** Problem to solve **
Your answer must match the entries below word for word.

** Data extracted from a collection **
┄┄┄┄┄┄┄┄┄┄┄┄┄┄┄┄┄┄┄┄

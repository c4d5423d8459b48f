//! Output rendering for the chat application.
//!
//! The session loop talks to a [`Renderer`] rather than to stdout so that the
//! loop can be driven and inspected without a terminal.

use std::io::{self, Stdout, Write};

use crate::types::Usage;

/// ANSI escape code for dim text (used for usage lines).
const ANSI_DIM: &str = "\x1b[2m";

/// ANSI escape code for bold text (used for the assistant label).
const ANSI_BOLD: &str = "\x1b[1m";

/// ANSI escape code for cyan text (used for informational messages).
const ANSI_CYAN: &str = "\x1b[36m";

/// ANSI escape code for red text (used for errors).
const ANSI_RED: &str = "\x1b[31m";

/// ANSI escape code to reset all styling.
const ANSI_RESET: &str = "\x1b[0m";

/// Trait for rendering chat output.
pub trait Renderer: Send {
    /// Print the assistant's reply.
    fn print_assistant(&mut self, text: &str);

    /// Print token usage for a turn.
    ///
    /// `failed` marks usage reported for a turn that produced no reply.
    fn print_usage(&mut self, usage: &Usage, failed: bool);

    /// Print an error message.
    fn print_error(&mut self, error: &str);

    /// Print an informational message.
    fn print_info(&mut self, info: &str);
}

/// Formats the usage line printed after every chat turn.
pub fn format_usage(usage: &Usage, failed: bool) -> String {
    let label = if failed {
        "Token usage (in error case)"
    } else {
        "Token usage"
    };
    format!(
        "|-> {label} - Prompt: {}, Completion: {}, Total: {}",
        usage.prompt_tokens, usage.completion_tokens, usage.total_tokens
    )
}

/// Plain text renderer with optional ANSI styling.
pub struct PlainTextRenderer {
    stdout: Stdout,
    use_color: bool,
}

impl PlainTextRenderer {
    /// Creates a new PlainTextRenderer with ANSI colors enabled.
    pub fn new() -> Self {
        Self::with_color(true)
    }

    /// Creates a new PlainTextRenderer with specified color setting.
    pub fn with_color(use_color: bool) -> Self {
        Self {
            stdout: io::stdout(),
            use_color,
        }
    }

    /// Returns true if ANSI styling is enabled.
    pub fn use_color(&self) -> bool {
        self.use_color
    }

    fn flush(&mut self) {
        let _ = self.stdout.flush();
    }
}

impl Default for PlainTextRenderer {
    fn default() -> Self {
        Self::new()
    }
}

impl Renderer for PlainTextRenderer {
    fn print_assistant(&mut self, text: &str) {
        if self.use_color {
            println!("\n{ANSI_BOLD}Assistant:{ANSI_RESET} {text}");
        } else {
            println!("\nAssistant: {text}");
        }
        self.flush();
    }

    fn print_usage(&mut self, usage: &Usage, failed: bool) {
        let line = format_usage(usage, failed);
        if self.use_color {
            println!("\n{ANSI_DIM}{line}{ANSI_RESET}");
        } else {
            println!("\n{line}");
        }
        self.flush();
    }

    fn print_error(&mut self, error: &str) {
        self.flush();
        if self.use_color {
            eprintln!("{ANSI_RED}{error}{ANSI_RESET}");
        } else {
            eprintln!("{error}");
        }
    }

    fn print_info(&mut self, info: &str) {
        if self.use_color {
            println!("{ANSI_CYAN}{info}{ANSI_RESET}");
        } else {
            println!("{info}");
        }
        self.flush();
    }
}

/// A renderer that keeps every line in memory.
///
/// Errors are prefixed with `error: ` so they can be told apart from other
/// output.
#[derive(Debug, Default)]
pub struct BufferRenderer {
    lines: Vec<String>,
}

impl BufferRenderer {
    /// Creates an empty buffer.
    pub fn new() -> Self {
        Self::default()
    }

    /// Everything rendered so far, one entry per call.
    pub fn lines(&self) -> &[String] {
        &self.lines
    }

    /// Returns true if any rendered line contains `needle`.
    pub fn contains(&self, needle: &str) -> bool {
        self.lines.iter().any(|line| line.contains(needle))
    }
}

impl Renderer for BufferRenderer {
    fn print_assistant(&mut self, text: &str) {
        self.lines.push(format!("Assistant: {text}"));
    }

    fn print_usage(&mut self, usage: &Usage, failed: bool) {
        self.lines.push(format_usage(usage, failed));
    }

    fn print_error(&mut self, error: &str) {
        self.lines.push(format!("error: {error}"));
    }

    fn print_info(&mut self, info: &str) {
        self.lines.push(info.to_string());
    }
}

┄┄┄┄┄┄┄┄┄┄┄┄┄┄┄┄┄┄┄┄

** Exercise output **
repository c4d5423d8459b48f
//! Output rendering for the chat application.
//!
//! The session loop talks to a [`Renderer`] rather than to stdout so that the
//! loop can be driven and inspected without a terminal.

use std::io::{self, Stdout, Write};

use crate::types::Usage;

/// ANSI escape code for dim text (used for usage lines).
const ANSI_DIM: &str = "\x1b[2m";

/// ANSI escape code for bold text (used for the assistant label).
const ANSI_BOLD: &str = "\x1b[1m";

/// ANSI escape code for cyan text (used for informational messages).
const ANSI_CYAN: &str = "\x1b[36m";

/// ANSI escape code for red text (used for errors).
const ANSI_RED: &str = "\x1b[31m";

/// ANSI escape code to reset all styling.
const ANSI_RESET: &str = "\x1b[0m";

/// Trait for rendering chat output.
pub trait Renderer: Send {
    /// Print the assistant's reply.
    fn print_assistant(&mut self, text: &str);

    /// Print token usage for a turn.
    ///
    /// `failed` marks usage reported for a turn that produced no reply.
    fn print_usage(&mut self, usage: &Usage, failed: bool);

    /// Print an error message.
    fn print_error(&mut self, error: &str);

    /// Print an informational message.
    fn print_info(&mut self, info: &str);
}

/// Formats the usage line printed after every chat turn.
pub fn format_usage(usage: &Usage, failed: bool) -> String {
    let label = if failed {
        "Token usage (in error case)"
    } else {
        "Token usage"
    };
    format!(
        "|-> {label} - Prompt: {}, Completion: {}, Total: {}",
        usage.prompt_tokens, usage.completion_tokens, usage.total_tokens
    )
}

/// Plain text renderer with optional ANSI styling.
pub struct PlainTextRenderer {
    stdout: Stdout,
    use_color: bool,
}

impl PlainTextRenderer {
    /// Creates a new PlainTextRenderer with ANSI colors enabled.
    pub fn new() -> Self {
        Self::with_color(true)
    }

    /// Creates a new PlainTextRenderer with specified color setting.
    pub fn with_color(use_color: bool) -> Self {
        Self {
            stdout: io::stdout(),
            use_color,
        }
    }

    /// Returns true if ANSI styling is enabled.
    pub fn use_color(&self) -> bool {
        self.use_color
    }

    fn flush(&mut self) {
        let _ = self.stdout.flush();
    }
}

impl Default for PlainTextRenderer {
    fn default() -> Self {
        Self::new()
    }
}

impl Renderer for PlainTextRenderer {
    fn print_assistant(&mut self, text: &str) {
        if self.use_color {
            println!("\n{ANSI_BOLD}Assistant:{ANSI_RESET} {text}");
        } else {
            println!("\nAssistant: {text}");
        }
        self.flush();
    }

    fn print_usage(&mut self, usage: &Usage, failed: bool) {
        let line = format_usage(usage, failed);
        if self.use_color {
            println!("\n{ANSI_DIM}{line}{ANSI_RESET}");
        } else {
            println!("\n{line}");
        }
        self.flush();
    }

    fn print_error(&mut self, error: &str) {
        self.flush();
        if self.use_color {
            eprintln!("{ANSI_RED}{error}{ANSI_RESET}");
        } else {
            eprintln!("{error}");
        }
    }

    fn print_info(&mut self, info: &str) {
        if self.use_color {
            println!("{ANSI_CYAN}{info}{ANSI_RESET}");
        } else {
            println!("{info}");
        }
        self.flush();
    }
}

/// A renderer that keeps every line in memory.
///
/// Errors are prefixed with `error: ` so they can be told apart from other
/// output.
#[derive(Debug, Default)]
pub struct BufferRenderer {
    lines: Vec<String>,
}

impl BufferRenderer {
    /// Creates an empty buffer.
    pub fn new() -> Self {
        Self::default()
    }

    /// Everything rendered so far, one entry per call.
    pub fn lines(&self) -> &[String] {
        &self.lines
    }

    /// Returns true if any rendered line contains `needle`.
    pub fn contains(&self, needle: &str) -> bool {
        self.lines.iter().any(|line| line.contains(needle))
    }
}

impl Renderer for BufferRenderer {
    fn print_assistant(&mut self, text: &str) {
        self.lines.push(format!("Assistant: {text}"));
    }

    fn print_usage(&mut self, usage: &Usage, failed: bool) {
        self.lines.push(format_usage(usage, failed));
    }

    fn print_error(&mut self, error: &str) {
        self.lines.push(format!("error: {error}"));
    }

    fn print_info(&mut self, info: &str) {
        self.lines.push(info.to_string());
    }
}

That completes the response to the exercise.